### Task prompt:
Report back every line below that carries the word "InvalidPort".

### Supplied records:
+===+

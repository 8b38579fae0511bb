//! Caller-facing facade.
//!
//! [`App`] bundles every manager behind the small set of calls a GUI or
//! CLI front end needs. Arguments arrive the way a form would send them
//! (ports as strings, empty strings for "not set").

use std::net::{Ipv4Addr, SocketAddr};
use std::path::Path;
use std::sync::Arc;
use std::time::Duration;

use crate::config::Config;
use crate::error::{Error, Result};
use crate::net;
use crate::notify::Notifier;
use crate::p2p::discovery::Advertisement;
use crate::p2p::{SessionManager, TransferSession};
use crate::server::{ServeConfig, ServerManager};
use crate::tunnel::{Protocol, TunnelManager};
use crate::update::{UpdateChecker, UpdateInfo};

/// Everything a front end can ask the core to do.
pub struct App {
    config: Config,
    server: ServerManager,
    tunnel: TunnelManager,
    p2p: SessionManager,
}

impl App {
    /// Build an app around `config`, reporting background events to
    /// `notifier`.
    pub fn new(config: Config, notifier: Arc<dyn Notifier>) -> Self {
        Self {
            server: ServerManager::new(Arc::clone(&notifier), config.server.shutdown_timeout),
            tunnel: TunnelManager::new(config.tunnel.clone()),
            p2p: SessionManager::new(config.p2p.clone(), notifier),
            config,
        }
    }

    /// Active configuration.
    pub fn config(&self) -> &Config {
        &self.config
    }

    /// Serve `path` on every interface.
    ///
    /// An empty `port` uses the configured default, and a leading `:` is
    /// accepted. An empty `password` disables authentication.
    ///
    /// # Errors
    ///
    /// - [`Error::InvalidPort`] for a non-numeric port
    /// - [`Error::CannotAccessPath`] if `path` cannot be stat'ed
    /// - [`Error::BindFailed`] if the port is taken
    pub async fn start_local_server(
        &self,
        path: impl AsRef<Path>,
        port: &str,
        password: &str,
        allow_upload: bool,
    ) -> Result<String> {
        let port = parse_port(port, self.config.server.port)?;
        let config = ServeConfig::new(path, Some(password.to_string()), allow_upload)?;

        let bound = self
            .server
            .start(SocketAddr::from((Ipv4Addr::UNSPECIFIED, port)), config)
            .await?;
        Ok(format!("http://{}:{}", net::preferred_local_ip(), bound.port()))
    }

    /// Serve `path` on loopback and publish it through an HTTP tunnel.
    ///
    /// # Errors
    ///
    /// Any error from serving or from the tunnel. A failed tunnel stops the
    /// server again.
    pub async fn start_public_server(
        &self,
        path: impl AsRef<Path>,
        token: &str,
        password: &str,
        allow_upload: bool,
    ) -> Result<String> {
        let config = ServeConfig::new(path, Some(password.to_string()), allow_upload)?;
        let bound = self
            .server
            .start(SocketAddr::from((Ipv4Addr::LOCALHOST, 0)), config)
            .await?;

        match self.tunnel.start(Protocol::Http, bound.port(), token).await {
            Ok(url) => Ok(url),
            Err(e) => {
                self.server.stop().await;
                Err(e)
            }
        }
    }

    /// Expose an existing local service on `port`.
    ///
    /// # Errors
    ///
    /// - [`Error::InvalidPort`] for a non-numeric port
    /// - [`Error::InvalidConfig`] for an unknown protocol
    /// - any tunnel start failure
    pub async fn start_proxy(&self, token: &str, port: &str, protocol: &str) -> Result<String> {
        let port = parse_port(port, self.config.server.port)?;
        let protocol = if protocol.trim().is_empty() {
            Protocol::default()
        } else {
            protocol.parse()?
        };
        self.tunnel.start(protocol, port, token).await
    }

    /// Stop the tunnel, then the file server.
    pub async fn stop_server(&self) {
        self.tunnel.stop().await;
        self.server.stop().await;
    }

    /// Non-loopback IPv4 addresses of this machine.
    pub fn local_ips(&self) -> Vec<String> {
        net::local_ips()
    }

    /// Start sending `path` to a peer. See [`SessionManager::start_send`].
    ///
    /// # Errors
    ///
    /// See [`SessionManager::start_send`].
    pub async fn start_p2p_send(&self, path: impl AsRef<Path>) -> Result<TransferSession> {
        self.p2p.start_send(path).await
    }

    /// Listen for advertised sessions for `timeout_secs` (0 for the
    /// configured default).
    ///
    /// # Errors
    ///
    /// See [`SessionManager::discover_peers`].
    pub async fn discover_p2p_peers(&self, timeout_secs: u64) -> Result<Vec<Advertisement>> {
        self.p2p
            .discover_peers(Duration::from_secs(timeout_secs))
            .await
    }

    /// Fetch a peer's session metadata.
    ///
    /// # Errors
    ///
    /// See [`SessionManager::connect_to_peer`].
    pub async fn connect_to_p2p_peer(&self, address: &str) -> Result<serde_json::Value> {
        self.p2p.connect_to_peer(address).await
    }

    /// Stop the active P2P session.
    pub async fn stop_p2p_transfer(&self) {
        self.p2p.stop_transfer().await;
    }

    /// Snapshot of the active P2P session.
    pub fn p2p_status(&self) -> Option<TransferSession> {
        self.p2p.status()
    }

    /// Check GitHub for a newer release.
    ///
    /// # Errors
    ///
    /// Returns [`Error::UpdateCheckFailed`] on network or API failure.
    pub async fn check_update(&self) -> Result<UpdateInfo> {
        UpdateChecker::new(&self.config.update).check().await
    }

    /// Version of this build.
    pub fn version(&self) -> &'static str {
        crate::VERSION
    }

    /// Stop everything that is running.
    pub async fn shutdown(&self) {
        self.stop_server().await;
        self.p2p.stop_transfer().await;
    }
}

/// Parse a user-typed port. Empty means `default`.
fn parse_port(input: &str, default: u16) -> Result<u16> {
    let trimmed = input.trim();
    let trimmed = trimmed.strip_prefix(':').unwrap_or(trimmed);
    if trimmed.is_empty() {
        return Ok(default);
    }
    trimmed
        .parse()
        .map_err(|_| Error::InvalidPort(input.to_string()))
}

#[cfg(test)]
mod tests {
    use super::*;
    use crate::notify::NullNotifier;

    #[test]
    fn test_parse_port() {
        assert_eq!(parse_port("", 8080).unwrap(), 8080);
        assert_eq!(parse_port(":9000", 8080).unwrap(), 9000);
        assert_eq!(parse_port(" 3000 ", 8080).unwrap(), 3000);
        assert!(matches!(parse_port("abc", 8080), Err(Error::InvalidPort(_))));
        assert!(parse_port("70000", 8080).is_err());
    }

    #[tokio::test]
    async fn test_local_server_url() {
        let dir = tempfile::TempDir::new().unwrap();
        let app = App::new(Config::default(), Arc::new(NullNotifier));

        let free = std::net::TcpListener::bind("0.0.0.0:0").unwrap();
        let port = free.local_addr().unwrap().port();
        drop(free);

        let url = app
            .start_local_server(dir.path(), &port.to_string(), "", false)
            .await
            .unwrap();
        assert!(url.starts_with("http://"));
        assert!(url.ends_with(&format!(":{port}")));

        let body = reqwest::get(format!("http://127.0.0.1:{port}/"))
            .await
            .unwrap()
            .text()
            .await
            .unwrap();
        assert!(body.contains("<html"));

        app.stop_server().await;
    }

    #[tokio::test]
    async fn test_public_server_failure_stops_local_server() {
        let dir = tempfile::TempDir::new().unwrap();
        let mut config = Config::default();
        config.tunnel.agent = "justserve-no-such-relay-agent".to_string();
        let app = App::new(config, Arc::new(NullNotifier));

        let err = app
            .start_public_server(dir.path(), "token", "", false)
            .await
            .unwrap_err();
        assert_eq!(err.code(), Some("E005"));
        assert!(app.server.local_addr().await.is_none());
    }

    #[tokio::test]
    async fn test_proxy_rejects_unknown_protocol() {
        let app = App::new(Config::default(), Arc::new(NullNotifier));
        assert!(app.start_proxy("", "8080", "udp").await.is_err());
        assert!(matches!(
            app.start_proxy("", "port", "tcp").await,
            Err(Error::InvalidPort(_))
        ));
    }
}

+===+

### Result:
    /// - [`Error::InvalidPort`] for a non-numeric port
    /// - [`Error::InvalidPort`] for a non-numeric port
        .map_err(|_| Error::InvalidPort(input.to_string()))
        assert!(matches!(parse_port("abc", 8080), Err(Error::InvalidPort(_))));
            Err(Error::InvalidPort(_))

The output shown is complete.